Eine Entschuldigung für die Verbrechen während der Diktatur hat es bis heute nicht gegeben. Zuletzt lehnte vor einigen Wochen der jetzige Oberkommandeur des Heeres, Juan Geymonat, jedes Eingeständnis kategorisch ab. Die Befehlshaber von Marine und Luftwaffe schlossen sich umgehend an. Rückendeckung kam auch von Verteidigungsminister Luis Brezzo: »Ich glaube, man muss sich nicht entschuldigen. Der Präsident hat gesagt, wir alle müssten uns entschuldigen.

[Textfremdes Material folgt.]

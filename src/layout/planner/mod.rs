//! Position planning
//!
//! Planners turn classified, paired elements into a list of
//! [`PositionAssignment`]s. Two backends implement [`PositionPlanner`]:
//!
//! - [`TemplatePlanner`]: deterministic, archetype-driven placement
//! - [`DelegatedPlanner`]: asks an external [`DecisionMaker`] for positions
//!
//! [`FallbackPlanner`] composes them: it tries the delegated backend and
//! falls back to the template plan whenever the decision is unusable, so a
//! plan is never empty.

mod delegated;
mod template;

pub use delegated::{
    describe, parse_decision, DecisionMaker, DelegatedPlanner, FallbackPlanner, FixedResponse,
};
pub use template::TemplatePlanner;

use std::collections::{HashMap, HashSet};

use async_trait::async_trait;
use serde::Serialize;

use super::archetype::classify_ui;
use super::config::EngineConfig;
use super::error::PlanError;
use super::pairing::{reading_order, Pairing};
use super::roles::RolePartition;
use super::types::{Element, LayoutContext, PositionAssignment, Role, UiType};

/// Label used when an element has nothing readable
pub const UNKNOWN_LABEL: &str = "?";

/// What a unit is, as far as placement goes
#[derive(Debug, Clone, Copy, PartialEq, Eq)]
pub enum UnitKind {
    Display,
    Button,
    /// Unpaired text or a node that is neither rectangle nor text
    Loose,
}

/// One placeable thing: a rectangle with its label, or a standalone element
#[derive(Debug, Clone, PartialEq)]
pub struct LayoutUnit {
    pub kind: UnitKind,
    pub element: Element,
    /// Paired label, moved along with the rectangle
    pub text: Option<Element>,
    pub label: String,
}

impl LayoutUnit {
    pub fn new(kind: UnitKind, element: Element, text: Option<Element>) -> Self {
        let label = text
            .as_ref()
            .and_then(|t| non_empty(t.label.as_deref()))
            .or_else(|| non_empty(element.label.as_deref()))
            .unwrap_or(UNKNOWN_LABEL)
            .to_string();
        Self {
            kind,
            element,
            text,
            label,
        }
    }

    pub fn id(&self) -> &str {
        &self.element.id
    }

    pub fn width(&self) -> f64 {
        self.element.width
    }

    pub fn height(&self) -> f64 {
        self.element.height
    }

    /// Role of the unit's rectangle, if it has one
    pub fn role(&self) -> Option<Role> {
        match self.kind {
            UnitKind::Display => Some(Role::Display),
            UnitKind::Button => Some(Role::Button),
            UnitKind::Loose => None,
        }
    }
}

fn non_empty(label: Option<&str>) -> Option<&str> {
    label.map(str::trim).filter(|l| !l.is_empty())
}

/// Everything a planner needs, built once per invocation
#[derive(Debug, Clone, PartialEq)]
pub struct PlanInput {
    pub context: LayoutContext,
    pub ui_type: UiType,
    pub displays: Vec<LayoutUnit>,
    pub buttons: Vec<LayoutUnit>,
    pub loose: Vec<LayoutUnit>,
    /// Right-hand margin kept free inside the container
    pub margin: f64,
    /// Button size assumed when there are no buttons to sample
    pub default_button_size: (f64, f64),
    /// Bottom-band factor of the display gate; dashboard panels stay clear of it
    pub bottom_band_factor: f64,
}

impl PlanInput {
    /// Assemble units from the role partition and pairing, and classify the interface.
    pub fn build(
        partition: &RolePartition,
        pairing: &Pairing,
        context: LayoutContext,
        config: &EngineConfig,
    ) -> Self {
        let texts: HashMap<&str, &Element> = partition
            .texts
            .iter()
            .map(|t| (t.id.as_str(), t))
            .collect();
        let row_bucket = config.pairing.row_bucket;

        let rect_units = |rects: &[Element], kind: UnitKind| -> Vec<LayoutUnit> {
            reading_order(rects, row_bucket)
                .into_iter()
                .map(|rect| {
                    let text = pairing
                        .text_for(&rect.id)
                        .and_then(|id| texts.get(id))
                        .map(|t| (*t).clone());
                    LayoutUnit::new(kind, rect, text)
                })
                .collect()
        };
        let displays = rect_units(&partition.displays, UnitKind::Display);
        let buttons = rect_units(&partition.buttons, UnitKind::Button);

        let unpaired: HashSet<&str> = pairing.unpaired_texts.iter().map(String::as_str).collect();
        let mut leftovers: Vec<Element> = partition
            .texts
            .iter()
            .filter(|t| unpaired.contains(t.id.as_str()))
            .cloned()
            .collect();
        leftovers.extend(partition.others.iter().cloned());
        let loose = reading_order(&leftovers, row_bucket)
            .into_iter()
            .map(|e| LayoutUnit::new(UnitKind::Loose, e, None))
            .collect();

        let labels: Vec<String> = buttons.iter().map(|b| b.label.clone()).collect();
        let ui_type = classify_ui(&labels, displays.len(), &config.archetype);

        Self {
            context,
            ui_type,
            displays,
            buttons,
            loose,
            margin: config.planner.margin,
            default_button_size: config.planner.default_button_size,
            bottom_band_factor: config.roles.bottom_band_factor,
        }
    }

    /// All units: displays, buttons, then loose elements
    pub fn units(&self) -> impl Iterator<Item = &LayoutUnit> {
        self.displays
            .iter()
            .chain(self.buttons.iter())
            .chain(self.loose.iter())
    }

    /// Every element id the plan may reference
    pub fn element_ids(&self) -> HashSet<&str> {
        let mut ids = HashSet::new();
        for unit in self.units() {
            ids.insert(unit.id());
            if let Some(text) = &unit.text {
                ids.insert(text.id.as_str());
            }
        }
        ids
    }

    /// Element id to (width, height), for clamping and linting
    pub fn sizes(&self) -> HashMap<String, (f64, f64)> {
        let mut sizes = HashMap::new();
        for unit in self.units() {
            sizes.insert(unit.id().to_string(), (unit.width(), unit.height()));
            if let Some(text) = &unit.text {
                sizes.insert(text.id.clone(), (text.width, text.height));
            }
        }
        sizes
    }

    /// Ids of paired text labels
    pub fn label_ids(&self) -> Vec<&str> {
        self.units()
            .filter_map(|u| u.text.as_ref().map(|t| t.id.as_str()))
            .collect()
    }

    pub fn button_labels(&self) -> Vec<&str> {
        self.buttons.iter().map(|b| b.label.as_str()).collect()
    }

    /// Horizontal space a row of cells may use
    pub fn available_width(&self) -> f64 {
        self.context.container_width - self.context.start_x - self.margin
    }
}

/// Where a plan came from
#[derive(Debug, Clone, Copy, PartialEq, Eq, Serialize)]
#[serde(rename_all = "lowercase")]
pub enum PlanSource {
    Template,
    Delegated,
    /// Delegation was requested but the deterministic plan was used
    Fallback,
}

/// A plan plus its provenance
#[derive(Debug, Clone, PartialEq)]
pub struct PlanOutcome {
    pub assignments: Vec<PositionAssignment>,
    pub source: PlanSource,
}

/// A strategy that computes positions for every unit of a [`PlanInput`]
#[async_trait]
pub trait PositionPlanner: Send + Sync {
    async fn plan(&self, input: &PlanInput) -> Result<Vec<PositionAssignment>, PlanError>;
}

/// Position of a paired label centered inside its rectangle's new box
pub(crate) fn centered_label(
    unit: &LayoutUnit,
    x: f64,
    y: f64,
    width: f64,
) -> Option<PositionAssignment> {
    unit.text.as_ref().map(|text| {
        PositionAssignment::new(
            text.id.clone(),
            x + (width - text.width) / 2.0,
            y + (unit.height() - text.height) / 2.0,
        )
    })
}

Gut, wenn sich alle entschuldigen müssen, dann macht es eben keiner.« Eine von Batlle im Namen des Staates abgegebene Erklärung hält die Opposition für wertlos: Eine Entschuldigung müsse von den Tätern kommen.

Linke Gruppen warnen, Batlle wolle die Opposition um den Finger wickeln. So erklärt Jorge Zabalza, ehemaliges Mitglied der Guerilla-Bewegung Tupamaros, Batlles Ziel sei es, die Linke durch die Menschenrechtspolitik auf seine Seite zu ziehen und so die Zustimmung des Parlaments für seine neoliberale Politik zu bewirken. Tatsächlich arbeitet Batlle zur Zeit an einem Maßnahmenpaket, das Uruguay aus der Krise führen soll. Vorgesehen sind noch mehr Privatisierungen und eine weitere Öffnung des Marktes. Maßnahmen also, die bisher Uruguay immer tiefer in die Krise geführt haben.